How to Save a Drowning Orchid

I have never been very good with flowers. I even managed to kill a harmless, small “cannot kill” Ikea, cactus.  That takes quite a special kind of Killer talent. After ridding my house of any beautiful, living blossom, I actually felt relieved. I knew that there would be no little white bugs flitting about my house. No fear of anything being knocked over. No need to wonder if I had watered (or drowned) any plants. And surprisingly, my family did not die from lack of flora breath in the air. All was well.

Fastforward 10 years.  We had just completed a much dreamed about kitchen renovation.  Being an avid fan of makeover shows, I realized there was always a stunning arrangement of fresh flowers to accent and complete the transformation.   After years of plant freedom I decided that I was older and wiser and would somehow miraculously inherit Mother Nature’s whimsical and illustrious talents.  Whilst grocery shopping one day, I saw a magnificent white orchid that asked, nay, demanded: “TAKE ME TO YOUR LEADER.”   Nope.  Overdramatizing (a little).  It looked really bright and happy and cheerful and appeared to say (if flowers could speak) “I’m yours.  Take me home”.  I was happy.  My new flowerage (?) was happy.  My newfound blossoms would reign over my new regal domain.

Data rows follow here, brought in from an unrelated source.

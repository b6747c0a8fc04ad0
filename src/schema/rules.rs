//! Constraint constructors for the programmatic authoring path.
//!
//! Each function builds the same [`Constraint`] the grammar produces for the
//! matching rule name, so a builder schema and a rule-string schema with the
//! same logical rules report identical messages.
//!
//! # Example
//!
//! ```rust
//! use verdict::schema::rules::*;
//! use verdict::Schema;
//!
//! let schema = Schema::new()
//!     .field("username", [required(), min_len(3), max_len(20), alphanum()])
//!     .field("role", [one_of(["admin", "user"])])
//!     .field("zip", [pattern(r"^\d{5}$").unwrap().error("zip must be 5 digits")]);
//! assert_eq!(schema.len(), 3);
//! ```

use chrono::{DateTime, FixedOffset};
use regex::Regex;

use crate::coerce::TimeLayout;
use crate::constraint::{check_layout, Constraint, ConstraintError, ConstraintKind};
use crate::value::FieldValue;

pub fn required() -> Constraint {
    Constraint::new(ConstraintKind::Required)
}

/// Inclusive lower bound on the integer form of the value.
pub fn min(n: i64) -> Constraint {
    Constraint::new(ConstraintKind::Min(n))
}

/// Inclusive upper bound on the integer form of the value.
pub fn max(n: i64) -> Constraint {
    Constraint::new(ConstraintKind::Max(n))
}

/// Minimum length in characters.
pub fn min_len(n: usize) -> Constraint {
    Constraint::new(ConstraintKind::MinLength(n))
}

/// Maximum length in characters.
pub fn max_len(n: usize) -> Constraint {
    Constraint::new(ConstraintKind::MaxLength(n))
}

pub fn email() -> Constraint {
    Constraint::new(ConstraintKind::Email)
}

pub fn url() -> Constraint {
    Constraint::new(ConstraintKind::Url)
}

pub fn alpha() -> Constraint {
    Constraint::new(ConstraintKind::Alpha)
}

pub fn alphanum() -> Constraint {
    Constraint::new(ConstraintKind::AlphaNumeric)
}

pub fn numeric() -> Constraint {
    Constraint::new(ConstraintKind::Numeric)
}

pub fn uuid() -> Constraint {
    Constraint::new(ConstraintKind::Uuid)
}

pub fn ip() -> Constraint {
    Constraint::new(ConstraintKind::Ip)
}

pub fn ipv4() -> Constraint {
    Constraint::new(ConstraintKind::Ipv4)
}

pub fn ipv6() -> Constraint {
    Constraint::new(ConstraintKind::Ipv6)
}

/// Regex constraint. Returns an error if the pattern does not compile.
pub fn pattern(pattern: &str) -> Result<Constraint, regex::Error> {
    let regex = Regex::new(pattern)?;
    Ok(Constraint::new(ConstraintKind::Pattern {
        regex,
        source: pattern.to_string(),
    }))
}

/// The text form of the value must equal one of `options`.
pub fn one_of<I, S>(options: I) -> Constraint
where
    I: IntoIterator<Item = S>,
    S: Into<String>,
{
    Constraint::new(ConstraintKind::OneOf(
        options.into_iter().map(Into::into).collect(),
    ))
}

/// The text form of the value must equal none of `options`.
pub fn not_one_of<I, S>(options: I) -> Constraint
where
    I: IntoIterator<Item = S>,
    S: Into<String>,
{
    Constraint::new(ConstraintKind::NotOneOf(
        options.into_iter().map(Into::into).collect(),
    ))
}

pub fn equal(expected: impl Into<String>) -> Constraint {
    Constraint::new(ConstraintKind::Equal(expected.into()))
}

pub fn not_equal(expected: impl Into<String>) -> Constraint {
    Constraint::new(ConstraintKind::NotEqual(expected.into()))
}

/// `YYYY-MM-DD`.
pub fn date() -> Constraint {
    Constraint::new(ConstraintKind::TimeFormat(TimeLayout::Date))
}

/// `HH:MM:SS`.
pub fn time() -> Constraint {
    Constraint::new(ConstraintKind::TimeFormat(TimeLayout::Time))
}

/// RFC 3339 with offset.
pub fn datetime() -> Constraint {
    Constraint::new(ConstraintKind::TimeFormat(TimeLayout::DateTime))
}

/// The value must be readable with a `strftime` layout.
///
/// Returns an error if chrono cannot interpret the layout.
pub fn time_format(layout: impl Into<String>) -> Result<Constraint, ConstraintError> {
    let layout = layout.into();
    check_layout(&layout)?;
    Ok(Constraint::new(ConstraintKind::TimeFormat(
        TimeLayout::Custom(layout),
    )))
}

/// A native timestamp value must be strictly after `boundary`.
///
/// Values that are not native timestamps are not checked.
pub fn time_after(boundary: impl Into<DateTime<FixedOffset>>) -> Constraint {
    Constraint::new(ConstraintKind::After(boundary.into()))
}

/// A native timestamp value must be strictly before `boundary`.
///
/// Values that are not native timestamps are not checked.
pub fn time_before(boundary: impl Into<DateTime<FixedOffset>>) -> Constraint {
    Constraint::new(ConstraintKind::Before(boundary.into()))
}

/// A caller supplied predicate.
///
/// The predicate's description becomes the message unless an override is
/// set with [`Constraint::error`].
///
/// # Example
///
/// ```rust
/// use verdict::schema::rules;
/// use verdict::{FieldValue, Schema};
/// use std::collections::HashMap;
///
/// let even = rules::custom(|v| match v {
///     FieldValue::Int(n) if n % 2 != 0 => Some(format!("{} is odd", n)),
///     _ => None,
/// });
/// let schema = Schema::new().field("count", [even]);
///
/// let record = HashMap::from([("count".to_string(), FieldValue::Int(3))]);
/// let (valid, errors) = schema.evaluate(&record);
/// assert!(!valid);
/// assert_eq!(errors["count"], vec!["3 is odd"]);
/// ```
pub fn custom<F>(predicate: F) -> Constraint
where
    F: Fn(&FieldValue) -> Option<String> + Send + Sync + 'static,
{
    Constraint::new(ConstraintKind::Custom(std::sync::Arc::new(predicate)))
}

#[cfg(test)]
mod tests {
    use super::*;
    use chrono::{TimeZone, Utc};

    #[test]
    fn test_constructor_codes() {
        assert_eq!(required().code(), "required");
        assert_eq!(min(1).code(), "min");
        assert_eq!(max_len(1).code(), "max_len");
        assert_eq!(alphanum().code(), "alphanum");
        assert_eq!(one_of(["a"]).code(), "in");
        assert_eq!(not_one_of(["a"]).code(), "not_in");
        assert_eq!(date().code(), "date");
        assert_eq!(datetime().code(), "datetime");
        assert_eq!(time().code(), "time");
        assert_eq!(custom(|_| None).code(), "custom");
    }

    #[test]
    fn test_pattern_rejects_invalid_regex() {
        assert!(pattern(r"^\d+$").is_ok());
        assert!(pattern(r"[invalid").is_err());
    }

    #[test]
    fn test_time_format_rejects_invalid_layout() {
        assert!(time_format("%d/%m/%Y").is_ok());
        assert!(time_format("%Q").is_err());
    }

    #[test]
    fn test_temporal_boundaries_accept_utc() {
        let boundary = Utc.with_ymd_and_hms(2024, 1, 1, 0, 0, 0).unwrap();
        let c = time_after(boundary);
        assert_eq!(c.message(), "Must be after 2024-01-01T00:00:00Z");
        let c = time_before(boundary.fixed_offset());
        assert_eq!(c.message(), "Must be before 2024-01-01T00:00:00Z");
    }

    #[test]
    fn test_error_overrides_template() {
        let c = min_len(3).error("too short");
        assert_eq!(c.message(), "too short");
    }
}
#[cfg(test)]
mod tests {
    use super::*;
    use crate::schema::rules;
    use chrono::{TimeZone, Utc};
    use serde_json::json;
    use std::collections::HashMap;

    fn record(entries: &[(&str, FieldValue)]) -> HashMap<String, FieldValue> {
        entries
            .iter()
            .map(|(k, v)| (k.to_string(), v.clone()))
            .collect()
    }

    #[test]
    fn test_valid_record_has_no_errors() {
        let schema = Schema::new().rules("name", "required|min_len:3");
        let mut validator = Validator::new();
        assert!(validator.check(&schema, &record(&[("name", "alice".into())])));
        assert!(!validator.has_errors());
        assert!(validator.field_errors().is_empty());
        assert_eq!(validator.render(), "");
    }

    #[test]
    fn test_missing_required_field_reports_once() {
        let schema = Schema::new().rules("name", "required|min_len:3|alpha");
        let mut validator = Validator::new();
        assert!(!validator.check(&schema, &record(&[])));
        assert_eq!(validator.errors_for("name"), vec!["This field is required"]);
    }

    #[test]
    fn test_empty_required_value_stops_field() {
        let schema = Schema::new().rules("name", "min_len:3|required|email");
        let mut validator = Validator::new();
        validator.check(&schema, &record(&[("name", "".into())]));
        assert_eq!(validator.errors_for("name"), vec!["This field is required"]);
        assert_eq!(validator.violations().next().unwrap().code, "required");
    }

    #[test]
    fn test_absent_optional_field_is_valid() {
        let schema = Schema::new().rules("nickname", "min_len:3|alpha");
        assert!(Validator::new().check(&schema, &record(&[])));
    }

    #[test]
    fn test_empty_optional_value_skips_constraints() {
        let schema = Schema::new()
            .rules("nickname", "min_len:3")
            .rules("age", "min:18");
        let mut validator = Validator::new();
        let valid = validator.check(
            &schema,
            &record(&[("nickname", "".into()), ("age", FieldValue::Int(0))]),
        );
        assert!(valid);
    }

    #[test]
    fn test_every_failing_constraint_reports() {
        let schema = Schema::new().rules("code", "min_len:5|alpha|in:ABCDE,FGHIJ");
        let mut validator = Validator::new();
        validator.check(&schema, &record(&[("code", "a1".into())]));
        assert_eq!(
            validator.errors_for("code"),
            vec![
                "Must be at least 5 characters",
                "Must contain only letters",
                "Must be one of: ABCDE, FGHIJ",
            ]
        );
    }

    #[test]
    fn test_numeric_bounds() {
        let schema = Schema::new().rules("age", "min:18|max:30");

        let mut validator = Validator::new();
        assert!(!validator.check(&schema, &record(&[("age", FieldValue::Int(15))])));
        assert_eq!(validator.errors_for("age"), vec!["Must be at least 18"]);

        let mut validator = Validator::new();
        assert!(validator.check(&schema, &record(&[("age", FieldValue::Int(25))])));

        let mut validator = Validator::new();
        assert!(!validator.check(&schema, &record(&[("age", FieldValue::Int(35))])));
        assert_eq!(validator.errors_for("age"), vec!["Must be at most 30"]);
    }

    #[test]
    fn test_numeric_bounds_on_text_digits_and_floats() {
        let schema = Schema::new().rules("n", "min:10");
        assert!(!Validator::new().check(&schema, &record(&[("n", "9".into())])));
        assert!(Validator::new().check(&schema, &record(&[("n", "10".into())])));
        assert!(!Validator::new().check(&schema, &record(&[("n", FieldValue::Float(10.0 - 0.5))])));
        assert!(Validator::new().check(&schema, &record(&[("n", FieldValue::Float(10.9))])));
    }

    #[test]
    fn test_bounds_reject_values_beyond_i64_range() {
        let schema = Schema::new().rules("n", "min:-100|max:100");

        for value in [json!(1e30), json!(u64::MAX)] {
            let (valid, errors) = evaluate(&schema, &json!({ "n": value.clone() }));
            assert!(!valid, "{}", value);
            assert_eq!(errors["n"], vec!["Must be at most 100"]);
        }

        let (_, errors) = evaluate(&schema, &json!({"n": -1e30}));
        assert_eq!(errors["n"], vec!["Must be at least -100"]);
    }

    #[test]
    fn test_non_numeric_value_skips_bounds_by_default() {
        let schema = Schema::new().rules("n", "min:10|max:20");
        assert!(Validator::new().check(&schema, &record(&[("n", "many".into())])));
    }

    #[test]
    fn test_report_policy_flags_type_mismatch() {
        let schema = Schema::new().rules("n", "min:10|max:20");
        let options = Options::new().with_type_mismatch(MismatchPolicy::Report);
        let mut validator = Validator::with_options(options);
        assert!(!validator.check(&schema, &record(&[("n", "many".into())])));
        assert_eq!(
            validator.errors_for("n"),
            vec!["Must be a number", "Must be a number"]
        );
        assert!(validator.violations().all(|v| v.code == "type_mismatch"));
    }

    #[test]
    fn test_equal_and_not_equal_compare_text_forms() {
        let schema = Schema::new()
            .rules("confirm", "equal:yes")
            .rules("count", "not_equal:3");
        let mut validator = Validator::new();
        validator.check(
            &schema,
            &record(&[("confirm", "no".into()), ("count", FieldValue::Int(3))]),
        );
        assert_eq!(validator.errors_for("confirm"), vec!["Must be equal to yes"]);
        assert_eq!(validator.errors_for("count"), vec!["Must not be equal to 3"]);
    }

    #[test]
    fn test_equal_treats_float_forms_as_numbers() {
        let schema = Schema::new()
            .rules("ratio", "equal:1.0")
            .rules("limit", "not_equal:1");

        let (valid, errors) = evaluate(&schema, &json!({"ratio": 1.0, "limit": 1.0}));
        assert!(!valid);
        assert!(!errors.contains_key("ratio"));
        assert_eq!(errors["limit"], vec!["Must not be equal to 1"]);

        let (_, errors) = evaluate(&schema, &json!({"ratio": 1.5, "limit": 2}));
        assert_eq!(errors["ratio"], vec!["Must be equal to 1.0"]);
        assert!(!errors.contains_key("limit"));
    }

    #[test]
    fn test_temporal_relations_apply_only_to_native_timestamps() {
        let boundary = Utc.with_ymd_and_hms(2024, 1, 1, 0, 0, 0).unwrap();
        let schema = Schema::new().field("at", [rules::time_after(boundary)]);

        let early = FieldValue::from(Utc.with_ymd_and_hms(2023, 6, 1, 0, 0, 0).unwrap());
        let mut validator = Validator::new();
        assert!(!validator.check(&schema, &record(&[("at", early)])));
        assert_eq!(
            validator.errors_for("at"),
            vec!["Must be after 2024-01-01T00:00:00Z"]
        );

        // text is not parsed for relational checks
        assert!(Validator::new().check(&schema, &record(&[("at", "2000-01-01".into())])));
    }

    #[test]
    fn test_custom_predicate_description_and_override() {
        let odd = |v: &FieldValue| match v {
            FieldValue::Int(n) if n % 2 != 0 => Some(format!("{} is odd", n)),
            _ => None,
        };
        let schema = Schema::new()
            .field("a", [rules::custom(odd)])
            .field("b", [rules::custom(odd).error("must be even")]);

        let mut validator = Validator::new();
        validator.check(
            &schema,
            &record(&[("a", FieldValue::Int(3)), ("b", FieldValue::Int(5))]),
        );
        assert_eq!(validator.errors_for("a"), vec!["3 is odd"]);
        assert_eq!(validator.errors_for("b"), vec!["must be even"]);

        let mut validator = Validator::new();
        assert!(validator.check(&schema, &record(&[("a", FieldValue::Int(4))])));
    }

    #[test]
    fn test_field_order_follows_schema() {
        let schema = Schema::new()
            .rules("z", "required")
            .rules("a", "required")
            .rules("m", "required");
        let mut validator = Validator::new();
        validator.check(&schema, &record(&[]));
        let fields: Vec<_> = validator.field_errors().keys().cloned().collect();
        assert_eq!(fields, vec!["z", "a", "m"]);
    }

    #[test]
    fn test_add_error_appends() {
        let mut validator = Validator::new();
        validator.add_error("a", "first");
        validator.add_error("a", "second");
        validator.add_error("b", "third");
        assert_eq!(validator.errors_for("a"), vec!["first", "second"]);
        assert_eq!(validator.len(), 3);
        assert_eq!(
            validator.flat_list(),
            vec!["a: first", "a: second", "b: third"]
        );
        assert_eq!(validator.to_string(), "a: first; a: second; b: third");
    }

    #[test]
    fn test_clear_allows_reuse() {
        let schema = Schema::new().rules("name", "required");
        let mut validator = Validator::new();
        assert!(!validator.check(&schema, &record(&[])));
        validator.clear();
        assert!(validator.is_valid());
        assert!(validator.check(&schema, &record(&[("name", "x".into())])));
    }

    #[test]
    fn test_to_json() {
        let schema = Schema::new()
            .rules("zeta", "required")
            .rules("alpha", "required")
            .rules("mid", "min:18");
        let mut validator = Validator::new();
        validator.check(&schema, &json!({"mid": 3}));

        let rendered = validator.to_json();
        assert_eq!(
            rendered,
            json!({
                "zeta": ["This field is required"],
                "alpha": ["This field is required"],
                "mid": ["Must be at least 18"]
            })
        );
        let keys: Vec<_> = rendered.as_object().unwrap().keys().cloned().collect();
        assert_eq!(keys, vec!["zeta", "alpha", "mid"]);
        assert_eq!(
            rendered.to_string(),
            r#"{"zeta":["This field is required"],"alpha":["This field is required"],"mid":["Must be at least 18"]}"#
        );
    }

    #[test]
    fn test_into_result() {
        let validator = Validator::new();
        assert!(validator.into_result().is_success());

        let mut validator = Validator::new();
        validator.add_error("a", "x");
        let errors = validator.into_result().into_result().unwrap_err();
        assert_eq!(errors.len(), 1);
        assert_eq!(errors.first().field, "a");
    }

    #[test]
    fn test_evaluate_free_function() {
        let schema = Schema::new().rules("email", "email");
        let (valid, errors) = evaluate(&schema, &json!({"email": "invalid"}));
        assert!(!valid);
        assert_eq!(errors["email"], vec!["Must be a valid email address"]);
    }
}
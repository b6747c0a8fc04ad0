//! # Verdict
//!
//! A record validation library that accumulates ALL violations, providing
//! comprehensive feedback rather than short-circuiting on the first failure.
//!
//! ## Overview
//!
//! A record is either a loosely-typed map (anything implementing [`Record`],
//! such as a `HashMap<String, FieldValue>` or a `serde_json::Value`) checked
//! against an explicit [`Schema`], or a typed value implementing
//! [`Annotated`] that carries its own rule strings. Constraints are written
//! either in a compact grammar (`"required|min_len:3"`) or with the builder
//! constructors in [`schema::rules`]; both produce the same [`Constraint`]
//! values and therefore the same messages.
//!
//! Values are coerced per constraint: numeric bounds read integers, floats
//! and digit strings; text rules read the textual form; time formats parse
//! text against a layout.
//!
//! ## Core Types
//!
//! - [`FieldValue`]: the dynamic value model for map-shaped records
//! - [`Constraint`]: one rule with its parameters and optional override message
//! - [`Schema`]: field name to ordered constraints
//! - [`Validator`]: a validation session that collects violations per field
//! - [`Violation`] / [`Violations`]: the failure data
//!
//! ## Example
//!
//! ```rust
//! use verdict::schema::rules::{min, required};
//! use verdict::Schema;
//! use serde_json::json;
//!
//! let schema = Schema::new()
//!     .rules("name", "required|min_len:3")
//!     .rules("role", "in:admin,user")
//!     .field("age", [required(), min(18)]);
//!
//! let (valid, errors) = schema.evaluate(&json!({
//!     "name": "Al",
//!     "role": "guest",
//!     "age": 15
//! }));
//!
//! assert!(!valid);
//! assert_eq!(errors["name"], vec!["Must be at least 3 characters"]);
//! assert_eq!(errors["role"], vec!["Must be one of: admin, user"]);
//! assert_eq!(errors["age"], vec!["Must be at least 18"]);
//! ```

pub mod coerce;
pub mod constraint;
pub mod error;
pub mod grammar;
pub mod predicate;
pub mod record;
pub mod registry;
pub mod schema;
pub mod validator;
pub mod value;

pub use coerce::{CoercionError, TimeLayout};
pub use constraint::{Constraint, ConstraintError, ConstraintKind, CustomFn};
pub use error::{Violation, Violations};
pub use grammar::GrammarError;
pub use record::{lint_annotations, Annotated, FieldAnnotation, Record};
pub use registry::{RegistryError, SchemaRegistry};
pub use schema::{FieldConstraints, Schema};
pub use validator::{evaluate, MismatchPolicy, Options, Validator};
pub use value::FieldValue;

/// Type alias for validation results using Violations
pub type ValidationResult<T> = stillwater::Validation<T, Violations>;
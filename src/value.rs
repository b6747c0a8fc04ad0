//! Dynamic values for loosely-typed records.
//!
//! This module provides [`FieldValue`], the closed set of representations a
//! map-shaped record can carry. Keeping the set closed makes coercion a total
//! function over a known variant list instead of open-ended type inspection.

use std::fmt::{self, Display};

use chrono::{DateTime, FixedOffset, SecondsFormat, Utc};
use indexmap::IndexMap;
use serde_json::Value;

/// A single value inside a record.
///
/// # Example
///
/// ```rust
/// use verdict::FieldValue;
///
/// assert_eq!(FieldValue::from("alice"), FieldValue::Text("alice".to_string()));
/// assert_eq!(FieldValue::from(42u8), FieldValue::UInt(42));
/// assert_eq!(FieldValue::from(None::<i32>), FieldValue::Null);
/// ```
#[derive(Debug, Clone, PartialEq)]
pub enum FieldValue {
    /// Missing or explicitly null.
    Null,
    /// A boolean flag.
    Bool(bool),
    /// A signed integer of any width.
    Int(i64),
    /// An unsigned integer of any width.
    UInt(u64),
    /// A floating-point number of any width.
    Float(f64),
    /// Native text.
    Text(String),
    /// Raw bytes, decoded as UTF-8 when text is needed.
    Bytes(Vec<u8>),
    /// An offset-aware point in time.
    Timestamp(DateTime<FixedOffset>),
    /// An ordered collection.
    List(Vec<FieldValue>),
    /// A nested record.
    Map(IndexMap<String, FieldValue>),
}

impl FieldValue {
    /// Returns the type name used in diagnostics.
    pub fn type_name(&self) -> &'static str {
        match self {
            FieldValue::Null => "null",
            FieldValue::Bool(_) => "boolean",
            FieldValue::Int(_) | FieldValue::UInt(_) => "integer",
            FieldValue::Float(_) => "float",
            FieldValue::Text(_) => "text",
            FieldValue::Bytes(_) => "bytes",
            FieldValue::Timestamp(_) => "timestamp",
            FieldValue::List(_) => "list",
            FieldValue::Map(_) => "map",
        }
    }

    /// Returns the text slice if this value is native text.
    pub fn as_text(&self) -> Option<&str> {
        match self {
            FieldValue::Text(s) => Some(s),
            _ => None,
        }
    }

    /// Returns the timestamp if this value is a native timestamp.
    pub fn as_timestamp(&self) -> Option<&DateTime<FixedOffset>> {
        match self {
            FieldValue::Timestamp(t) => Some(t),
            _ => None,
        }
    }
}

impl Display for FieldValue {
    fn fmt(&self, f: &mut fmt::Formatter<'_>) -> fmt::Result {
        match self {
            FieldValue::Null => write!(f, "null"),
            FieldValue::Bool(b) => write!(f, "{}", b),
            FieldValue::Int(n) => write!(f, "{}", n),
            FieldValue::UInt(n) => write!(f, "{}", n),
            FieldValue::Float(n) => write!(f, "{}", n),
            FieldValue::Text(s) => write!(f, "{}", s),
            FieldValue::Bytes(b) => write!(f, "{}", String::from_utf8_lossy(b)),
            FieldValue::Timestamp(t) => {
                write!(f, "{}", t.to_rfc3339_opts(SecondsFormat::AutoSi, true))
            }
            FieldValue::List(items) => {
                write!(f, "[")?;
                for (i, item) in items.iter().enumerate() {
                    if i > 0 {
                        write!(f, ", ")?;
                    }
                    write!(f, "{}", item)?;
                }
                write!(f, "]")
            }
            FieldValue::Map(entries) => {
                write!(f, "{{")?;
                for (i, (key, item)) in entries.iter().enumerate() {
                    if i > 0 {
                        write!(f, ", ")?;
                    }
                    write!(f, "{}: {}", key, item)?;
                }
                write!(f, "}}")
            }
        }
    }
}

macro_rules! from_signed {
    ($($t:ty),*) => {
        $(impl From<$t> for FieldValue {
            fn from(n: $t) -> Self {
                FieldValue::Int(n as i64)
            }
        })*
    };
}

macro_rules! from_unsigned {
    ($($t:ty),*) => {
        $(impl From<$t> for FieldValue {
            fn from(n: $t) -> Self {
                FieldValue::UInt(n as u64)
            }
        })*
    };
}

from_signed!(i8, i16, i32, i64, isize);
from_unsigned!(u8, u16, u32, u64, usize);

impl From<f32> for FieldValue {
    fn from(n: f32) -> Self {
        FieldValue::Float(f64::from(n))
    }
}

impl From<f64> for FieldValue {
    fn from(n: f64) -> Self {
        FieldValue::Float(n)
    }
}

impl From<bool> for FieldValue {
    fn from(b: bool) -> Self {
        FieldValue::Bool(b)
    }
}

impl From<&str> for FieldValue {
    fn from(s: &str) -> Self {
        FieldValue::Text(s.to_string())
    }
}

impl From<String> for FieldValue {
    fn from(s: String) -> Self {
        FieldValue::Text(s)
    }
}

impl From<&String> for FieldValue {
    fn from(s: &String) -> Self {
        FieldValue::Text(s.clone())
    }
}

impl From<&[u8]> for FieldValue {
    fn from(bytes: &[u8]) -> Self {
        FieldValue::Bytes(bytes.to_vec())
    }
}

impl From<DateTime<FixedOffset>> for FieldValue {
    fn from(t: DateTime<FixedOffset>) -> Self {
        FieldValue::Timestamp(t)
    }
}

impl From<DateTime<Utc>> for FieldValue {
    fn from(t: DateTime<Utc>) -> Self {
        FieldValue::Timestamp(t.fixed_offset())
    }
}

impl<T: Into<FieldValue>> From<Option<T>> for FieldValue {
    fn from(value: Option<T>) -> Self {
        value.map_or(FieldValue::Null, Into::into)
    }
}

impl<T: Into<FieldValue>> From<Vec<T>> for FieldValue {
    fn from(items: Vec<T>) -> Self {
        FieldValue::List(items.into_iter().map(Into::into).collect())
    }
}

impl From<IndexMap<String, FieldValue>> for FieldValue {
    fn from(entries: IndexMap<String, FieldValue>) -> Self {
        FieldValue::Map(entries)
    }
}

impl From<&Value> for FieldValue {
    fn from(value: &Value) -> Self {
        match value {
            Value::Null => FieldValue::Null,
            Value::Bool(b) => FieldValue::Bool(*b),
            Value::Number(num) => {
                if let Some(n) = num.as_i64() {
                    FieldValue::Int(n)
                } else if let Some(n) = num.as_u64() {
                    FieldValue::UInt(n)
                } else {
                    FieldValue::Float(num.as_f64().unwrap_or(f64::NAN))
                }
            }
            Value::String(s) => FieldValue::Text(s.clone()),
            Value::Array(items) => FieldValue::List(items.iter().map(FieldValue::from).collect()),
            Value::Object(entries) => FieldValue::Map(
                entries
                    .iter()
                    .map(|(k, v)| (k.clone(), FieldValue::from(v)))
                    .collect(),
            ),
        }
    }
}

impl From<Value> for FieldValue {
    fn from(value: Value) -> Self {
        FieldValue::from(&value)
    }
}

My orchid was astounding! I was amazed at the elegance and beauty of each petal and how it seemed to lord over my new dream room. What started as five blooms became six blooms and then seven and then eight. Amazing too, that the Curse of the Serial Plant Killer did not strike. For weeks I ensured that I followed the instructions: just a little warm water daily. I did well. Always just enough. And it always stood there beautiful and proud.

One day, while rushing about, I realized that my majestic orchid looked…well…droopy. When was the last time I had watered it? Two days? Three days?  How did I forget to add that ounce of warm water?  To compensate for my lack of care, I dispensed a whole waterfall of life giving liquid. That would do the trick. That decision was the beginning of the end. What was once beautiful, elegant, sturdy flowers became serial floral demise.  Whole blossoms began dropping. One at first, then two at a time. It was over. Serial Plant Killer struck again. Egad! “Waaaahhhhhh!!” I screamed out to the sky: “HOW DO YOU SAVE A DROWNING ORCHID?!” That death sentence actually made me suddenly ponder the similarities between plant life and human life.

How do you save a drowning orchid? How do you save a person that is drowning in fear or unhappiness and is having kneejerk reactions to life? How do you get them to search for that lifeline that will drag them out of their drowning fear or anger or hurt or regret that they feel? Oftentimes we forget about those around us and when we finally remember them we give a “quick fix” through gifts of sorts and then move on believing everything will be fine.

Love, like water, needs to be given daily. It doesn’t need to come showering down like a big party then leave you feeling hung over and alone for days after that. A nice, kind, gentle, daily dose is what keeps true love on the right path.

True love is about friendship, kindness, and understanding. It is always there, like a slow trickle of water that will never leave you feeling dried out or thirsting for love from others.

My dear orchid, I am sorry that I let you down as I now know that I let myself down. Tough lesson, but a lesson well learned. I need to take time to love myself. Don’t love myself only on some days and not others. I am always worthy of love and by loving myself and not expecting it from others, I will never thirst for it or hope that I am worthy to receive it. My water trough of love will always be full. And by having great love for myself, my love for others will be stronger and the love I receive will be even more appreciated.

Rest in peace, my dear orchid. Lesson learned.